Увидев, как я позеленела от злости, услышав такое непристойное предложение, он поспешил добавить, что свидетели моих недостойных поступков, тоже хотели бы получить от меня удовлетворение, но, в отличие от него, готовы довольствоваться и денежной компенсацией за свою молчаливость.
И, чтобы избавить меня от последних иллюзий, Увалень назвал пару-тройку знакомых имен, а также пределы их финансовых устремлений, – «естественно, в зелени», – которые не могут подлежать обсуждению потому, что с «места», которым я «рублю ту капусту», что называется, «не убудет», а также оттого, что такая мера социальной справедливости, возможно, заставит меня призадуматься о возвращении «того самого места» в лоно морали и традиционных семейных ценностей…

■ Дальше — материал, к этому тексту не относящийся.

use crate::app::report::ReportFormat;
use crate::config::toml_config::TomlConfig;
use crate::domain::model::ProgramSettings;
use crate::utils::error::Result;
use crate::utils::validation::Validate;
use clap::Parser;
use std::path::PathBuf;

#[derive(Debug, Clone, Parser)]
#[command(name = "hypoxia-budget")]
#[command(about = "Normobaric hypoxia training budget calculator with physiological estimates")]
pub struct CliConfig {
    /// Path to a TOML file overriding the built-in defaults
    #[arg(short, long)]
    pub config: Option<PathBuf>,

    /// Report format written to stdout
    #[arg(long, value_enum, default_value_t = ReportFormat::Text)]
    pub format: ReportFormat,

    /// Use the configured values without prompting
    #[arg(long)]
    pub non_interactive: bool,

    #[arg(short, long, help = "Enable verbose output")]
    pub verbose: bool,

    #[arg(long)]
    pub students_per_week: Option<u32>,

    #[arg(long)]
    pub weeks: Option<u32>,

    /// Session duration in minutes
    #[arg(long)]
    pub session_duration: Option<f64>,

    /// Recovery duration on 100% oxygen, in minutes
    #[arg(long)]
    pub recovery_duration: Option<f64>,

    /// Simulated altitude in feet
    #[arg(long)]
    pub altitude_ft: Option<f64>,

    /// Time at altitude in minutes, echoed in the report
    #[arg(long)]
    pub exposure_duration: Option<f64>,

    /// Compressed air price per m3
    #[arg(long)]
    pub price_air: Option<f64>,

    /// Nitrogen price per m3
    #[arg(long)]
    pub price_nitrogen: Option<f64>,

    /// Oxygen price per m3
    #[arg(long)]
    pub price_oxygen: Option<f64>,

    /// Contingency as a decimal, e.g. 0.10
    #[arg(long)]
    pub contingency: Option<f64>,

    /// Currency code used in prompts and the report
    #[arg(long)]
    pub currency: Option<String>,
}

impl CliConfig {
    /// 命令列參數優先於設定檔
    pub fn apply_overrides(&self, settings: &mut ProgramSettings) {
        if let Some(v) = self.students_per_week {
            settings.students_per_week = v;
        }
        if let Some(v) = self.weeks {
            settings.weeks = v;
        }
        if let Some(v) = self.session_duration {
            settings.session_duration_minutes = v;
        }
        if let Some(v) = self.recovery_duration {
            settings.recovery_duration_minutes = v;
        }
        if let Some(v) = self.altitude_ft {
            settings.altitude_ft = v;
        }
        if let Some(v) = self.exposure_duration {
            settings.exposure_duration_minutes = Some(v);
        }
        if let Some(v) = self.price_air {
            settings.price_air = v;
        }
        if let Some(v) = self.price_nitrogen {
            settings.price_nitrogen = v;
        }
        if let Some(v) = self.price_oxygen {
            settings.price_oxygen = v;
        }
        if let Some(v) = self.contingency {
            settings.contingency_percentage = v;
        }
        if let Some(v) = &self.currency {
            settings.currency = v.clone();
        }
    }

    /// 內建預設 -> 設定檔 -> 命令列，合併後驗證
    pub fn load_settings(&self) -> Result<ProgramSettings> {
        let mut settings = match &self.config {
            Some(path) => {
                tracing::info!("📁 Loading configuration from: {}", path.display());
                TomlConfig::from_file(path)?.to_settings()
            }
            None => ProgramSettings::default(),
        };
        self.apply_overrides(&mut settings);
        settings.validate()?;
        Ok(settings)
    }
}
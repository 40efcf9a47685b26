pub mod prompt;
pub mod report;

pub use prompt::{InteractiveCollector, PresetCollector, Prompter};
pub use report::{Report, ReportFormat};
mod common;

use common::{USAGE_FIXTURE, fixture_path, usage_table};
use proptest::prelude::*;
use usage_series::{
    Aggregation, CompanySelection, Mode, Pipeline, RawCell, RawTable, Selection, StructuralError,
    config::{MissingMetricPolicy, MissingTotalPolicy, PipelineConfig},
    io_utils,
};

fn acme_january() -> RawTable {
    usage_table(&[
        ("Acme", "1era semana", "35%", 1, 2026),
        ("Acme", "2da semana", "40%", 1, 2026),
        ("Acme", "mes total", "38%", 1, 2026),
    ])
}

fn acme_selection(mode: Mode) -> Selection {
    Selection::new(CompanySelection::parse("Acme"))
        .with_years([2026])
        .with_months([1])
        .with_mode(mode)
}

fn ranked_values(pipeline: &Pipeline, table: &RawTable, selection: &Selection) -> Vec<(u8, f64)> {
    pipeline
        .run(table, selection)
        .expect("pipeline run")
        .points
        .iter()
        .map(|p| (p.period_rank, p.value))
        .collect()
}

fn load_fixture() -> RawTable {
    let encoding = io_utils::resolve_encoding(None).expect("utf-8");
    io_utils::read_raw_table_from_path(&fixture_path(USAGE_FIXTURE), None, encoding)
        .expect("fixture loads")
}

#[test]
fn detail_and_totals_views_of_one_month() {
    let table = acme_january();
    let pipeline = Pipeline::default();
    assert_eq!(
        ranked_values(&pipeline, &table, &acme_selection(Mode::Detail)),
        [(1, 0.35), (2, 0.40)]
    );
    assert_eq!(
        ranked_values(&pipeline, &table, &acme_selection(Mode::Totals)),
        [(6, 0.38)]
    );
}

#[test]
fn runs_are_idempotent() {
    let table = acme_january();
    let pipeline = Pipeline::default();
    for mode in [Mode::Totals, Mode::Detail, Mode::Everything] {
        let selection = acme_selection(mode);
        let first = pipeline.run(&table, &selection).expect("first run");
        let second = pipeline.run(&table, &selection).expect("second run");
        assert_eq!(first, second);
    }
}

#[test]
fn corrupted_years_are_excluded_and_counted() {
    let table = usage_table(&[
        ("Acme", "mes total", "38%", 1, 2026),
        ("Acme", "mes total", "90%", 1, 1899),
    ]);
    let report = Pipeline::default()
        .run(&table, &Selection::new(CompanySelection::All))
        .expect("run");
    assert_eq!(report.points.len(), 1);
    assert_eq!(report.points[0].year, 2026);
    assert_eq!(report.points[0].value, 0.38);
    assert_eq!(report.diagnostics.excluded_invalid_year, 1);
}

#[test]
fn unbindable_layout_is_structural() {
    let table = RawTable::new(["Empresa", "Semana"]);
    let err = Pipeline::default()
        .run(&table, &Selection::new(CompanySelection::All))
        .expect_err("too few columns");
    assert!(matches!(err, StructuralError::MissingRole { .. }));

    let err = Pipeline::default()
        .run(&RawTable::default(), &Selection::new(CompanySelection::All))
        .expect_err("no columns");
    assert_eq!(err, StructuralError::NoColumns);
}

#[test]
fn fixture_binds_every_role() {
    let table = load_fixture();
    let binding = Pipeline::default().bind(&table).expect("binding");
    assert_eq!(binding.company.label, "Empresa");
    assert_eq!(binding.period_label.label, "Semana");
    assert_eq!(binding.metric.label, "% Usabilidad");
    assert_eq!(binding.month.label, "Mes");
    assert_eq!(binding.year.label, "Año");
    assert_eq!(binding.numerator.as_ref().map(|c| c.index), Some(4));
    assert_eq!(binding.denominator.as_ref().map(|c| c.index), Some(5));
}

#[test]
fn fixture_totals_for_all_companies() {
    let table = load_fixture();
    let pipeline = Pipeline::default();
    let selection = Selection::new(CompanySelection::All).with_years([2026]);

    let mean = pipeline.run(&table, &selection).expect("mean");
    assert_eq!(mean.points.len(), 1);
    assert!((mean.points[0].value - 0.34).abs() < 1e-12);
    assert_eq!(mean.points[0].count, 2);
    assert_eq!(mean.diagnostics.unknown_company, 1);
    assert_eq!(mean.diagnostics.unparseable_metric, 1);

    let weighted = pipeline
        .run(&table, &selection.clone().with_aggregation(Aggregation::Weighted))
        .expect("weighted");
    assert!((weighted.points[0].value - 128.0 / 400.0).abs() < 1e-12);
}

#[test]
fn fixture_detail_merges_labels_across_companies() {
    let table = load_fixture();
    let selection = Selection::new(CompanySelection::All)
        .with_months([1])
        .with_mode(Mode::Detail);
    let report = Pipeline::default().run(&table, &selection).expect("run");
    let points: Vec<(u8, f64, usize)> = report
        .points
        .iter()
        .map(|p| (p.period_rank, p.value, p.count))
        .collect();
    assert_eq!(points.len(), 2);
    assert_eq!(points[0].0, 1);
    assert!((points[0].1 - 0.275).abs() < 1e-12);
    assert_eq!(points[0].2, 2);
    assert_eq!(points[1].0, 2);
    assert!((points[1].1 - 0.40).abs() < 1e-12);
}

#[test]
fn fixture_missing_total_policies() {
    let table = load_fixture();
    let selection = Selection::new(CompanySelection::parse("Acme")).with_years([2026]);

    let omitted = Pipeline::default().run(&table, &selection).expect("omit");
    let months: Vec<i32> = omitted.points.iter().map(|p| p.month).collect();
    assert_eq!(months, [1]);

    let config = PipelineConfig {
        missing_total: MissingTotalPolicy::LastSubPeriod,
        missing_metric: MissingMetricPolicy::Exclude,
        ..PipelineConfig::default()
    };
    let synthesized = Pipeline::new(config).run(&table, &selection).expect("synth");
    assert_eq!(synthesized.diagnostics.aggregation.synthesized_totals, 1);
    // February's last week has no usable metric, so its first week stands in.
    assert_eq!(synthesized.diagnostics.aggregation.excluded_degraded_metric, 0);
    let series: Vec<(i32, f64, bool)> = synthesized
        .points
        .iter()
        .map(|p| (p.month, p.value, p.synthetic))
        .collect();
    assert_eq!(series, [(1, 0.38, false), (2, 0.50, true)]);
}

#[test]
fn sheets_concatenate_before_binding() {
    let january = acme_january();
    let february = usage_table(&[("Acme", "mes total", "41%", 2, 2026)]);
    let table = RawTable::concat([january, february]);
    let report = Pipeline::default()
        .run(&table, &Selection::new(CompanySelection::parse("Acme")))
        .expect("run");
    let series: Vec<(i32, f64)> = report.points.iter().map(|p| (p.month, p.value)).collect();
    assert_eq!(series, [(1, 0.38), (2, 0.41)]);
}

#[test]
fn unlabeled_sheets_fall_back_to_positions() {
    let headers: Vec<String> = (0..12).map(|i| format!("col{i}")).collect();
    let mut table = RawTable::new(&headers);
    let mut row = vec![RawCell::Empty; 12];
    row[0] = RawCell::from("Acme");
    row[1] = RawCell::from("mes total");
    row[7] = RawCell::from("0.5");
    row[9] = RawCell::from(3);
    row[11] = RawCell::from(2026);
    table.push_row(row);

    let report = Pipeline::default()
        .run(&table, &Selection::new(CompanySelection::All))
        .expect("run");
    assert_eq!(report.points.len(), 1);
    assert_eq!((report.points[0].month, report.points[0].value), (3, 0.5));
}

fn arbitrary_cell() -> impl Strategy<Value = String> {
    prop_oneof![
        Just(String::new()),
        Just("nan".to_string()),
        Just("None".to_string()),
        Just("mes total".to_string()),
        Just("2da semana".to_string()),
        "[0-9]{1,4}([.,][0-9]{1,3})?%?",
        "\\PC{0,10}",
    ]
}

proptest! {
    #[test]
    fn any_cell_content_completes(
        rows in proptest::collection::vec(proptest::collection::vec(arbitrary_cell(), 5), 0..25),
        mode in prop_oneof![Just(Mode::Totals), Just(Mode::Detail), Just(Mode::Everything)],
    ) {
        let mut table = RawTable::new(["Empresa", "Semana", "%", "Mes", "Año"]);
        for row in &rows {
            table.push_row(row.iter().map(|cell| RawCell::from(cell.as_str())));
        }
        let selection = Selection::new(CompanySelection::All).with_mode(mode);
        let report = Pipeline::default().run(&table, &selection);
        prop_assert!(report.is_ok());
        let report = report.unwrap();
        prop_assert_eq!(report.diagnostics.total_rows, rows.len());
        prop_assert_eq!(report.warning.is_some(), report.points.is_empty());
        let ordered = report.points.windows(2).all(|w| {
            (w[0].year, w[0].month, w[0].period_rank) <= (w[1].year, w[1].month, w[1].period_rank)
        });
        prop_assert!(ordered);
    }
}
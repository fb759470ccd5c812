//! Time-bounded cache of loaded sources.
//!
//! Several selections over the same export should not re-read and re-decode
//! the file each time. Entries are shared as `Arc`s and expire after a fixed
//! time-to-live; callers may also drop them explicitly.

use std::{
    collections::HashMap,
    sync::{Arc, RwLock},
    time::{Duration, Instant},
};

use anyhow::{Result, anyhow};
use log::debug;

pub const DEFAULT_TTL: Duration = Duration::from_secs(600);

pub struct SourceCache<V> {
    ttl: Duration,
    entries: RwLock<HashMap<String, (Instant, Arc<V>)>>,
}

impl<V> Default for SourceCache<V> {
    fn default() -> Self {
        Self::new(DEFAULT_TTL)
    }
}

impl<V> SourceCache<V> {
    pub fn new(ttl: Duration) -> Self {
        Self {
            ttl,
            entries: RwLock::new(HashMap::new()),
        }
    }

    fn fresh(&self, loaded_at: Instant) -> bool {
        loaded_at.elapsed() < self.ttl
    }

    /// Returns the cached value for `key`, running `loader` on a miss or
    /// after expiry. A failed load leaves the cache unchanged.
    pub fn get_or_load<F>(&self, key: &str, loader: F) -> Result<Arc<V>>
    where
        F: FnOnce() -> Result<V>,
    {
        {
            let entries = self
                .entries
                .read()
                .map_err(|_| anyhow!("Source cache lock poisoned"))?;
            if let Some((loaded_at, value)) = entries.get(key)
                && self.fresh(*loaded_at)
            {
                debug!("Source cache hit for '{key}'");
                return Ok(Arc::clone(value));
            }
        }

        let mut entries = self
            .entries
            .write()
            .map_err(|_| anyhow!("Source cache lock poisoned"))?;
        // Another caller may have loaded it while we waited.
        if let Some((loaded_at, value)) = entries.get(key)
            && self.fresh(*loaded_at)
        {
            return Ok(Arc::clone(value));
        }
        debug!("Source cache miss for '{key}'");
        let value = Arc::new(loader()?);
        entries.insert(key.to_string(), (Instant::now(), Arc::clone(&value)));
        Ok(value)
    }

    pub fn invalidate(&self, key: &str) -> bool {
        self.entries
            .write()
            .map(|mut entries| entries.remove(key).is_some())
            .unwrap_or(false)
    }

    pub fn clear(&self) {
        if let Ok(mut entries) = self.entries.write() {
            entries.clear();
        }
    }

    pub fn len(&self) -> usize {
        self.entries.read().map(|e| e.len()).unwrap_or(0)
    }

    pub fn is_empty(&self) -> bool {
        self.len() == 0
    }
}

#[cfg(test)]
mod tests {
    use super::*;
    use std::cell::Cell;

    #[test]
    fn loads_once_until_invalidated() {
        let cache = SourceCache::default();
        let calls = Cell::new(0);
        let load = || {
            calls.set(calls.get() + 1);
            Ok(calls.get())
        };
        assert_eq!(*cache.get_or_load("a", load).unwrap(), 1);
        assert_eq!(*cache.get_or_load("a", load).unwrap(), 1);
        assert_eq!(calls.get(), 1);

        assert!(cache.invalidate("a"));
        assert!(!cache.invalidate("a"));
        assert_eq!(*cache.get_or_load("a", load).unwrap(), 2);
    }

    #[test]
    fn expired_entries_reload() {
        let cache = SourceCache::new(Duration::ZERO);
        let first = cache.get_or_load("k", || Ok("one".to_string())).unwrap();
        let second = cache.get_or_load("k", || Ok("two".to_string())).unwrap();
        assert_eq!(*first, "one");
        assert_eq!(*second, "two");
    }

    #[test]
    fn failed_loads_are_not_cached() {
        let cache: SourceCache<u32> = SourceCache::default();
        assert!(cache.get_or_load("k", || Err(anyhow!("boom"))).is_err());
        assert!(cache.is_empty());
        assert_eq!(*cache.get_or_load("k", || Ok(7)).unwrap(), 7);
        cache.clear();
        assert_eq!(cache.len(), 0);
    }
}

Вихрь мыслей бушевал у меня в голове, пока он произносил этот спич!
[...]
Конец! Конец репутации!
Я бросила на Увальня умоляющий взгляд…
Он покачал головой и красноречивым кивком намекнул, в каком моем положении, есть смысл продолжить беседу. А чтобы намек был понят мной правильно, надавил на плечи сильнее. Было очевидно: убедившись в силе одного моего безусловного рефлекса – хватательного, мне предлагается продемонстрировать навыки владения другим.
И я…
Что было мне делать?
Я вынуждена была покориться…
В конце концов, думалось мне, пока я опускалась перед ним на колени, об этой дружеской уступке с моей стороны, не узнает никто. Это будет только нашей тайной. Маленькой, грязной, но, все же, тайной.
Мысль о том, что уступив раз, придется уступать снова и снова, даже не посетила меня. А уж о том, что придется молить свидетелей; молить слезно, униженно, заискивающе заглядывая в глаза; молить о том, чтобы они умерили свои валютные аппетиты и дозволили оплатить их молчание безраздельным владением моих совершенств, – тем более!
Да! Увалень не дал времени подумать об этом! И лишил возможности представить этот кошмар! Тот кошмар, в который готов превратить мою жизнь! Тот кошмар, в котором не будет ничего помимо бесчестья! Наконец, тот кошмар, что будет длиться вечно и превратиться в мою неизбежность!
Ведь, боязнь потерять репутацию в среде однокурсников; невыносимость самой мысли об ударе, что нанесу родителям; страх окончательно пасть в глазах Херца: все это превратило бы меня лишь в средство, для реализации самых непристойных фантазий и удовлетворения самых низменных страстей. И скорее всего, страстей групповых! Страстей, грязных и мерзких, в пучину которых я бросалась бы не только добровольно, но и с облегчением, испытывая чувство благодарности к тем, кто снизошел до моих униженных просьб!
Такова, нелегкая женская доля! Такова, расплата за то, чтобы выглядеть прилично в глазах других! Такова, ее цена!
И я заплатила бы эту цену! Так или иначе! Всю целиком!
Но не сейчас, потом. Поскольку, сейчас предстояло сделать первый, и потому, самый унизительный взнос! Сделать, презирая себя! Сделать, кляня свою слабость! И сделать его – добровольно!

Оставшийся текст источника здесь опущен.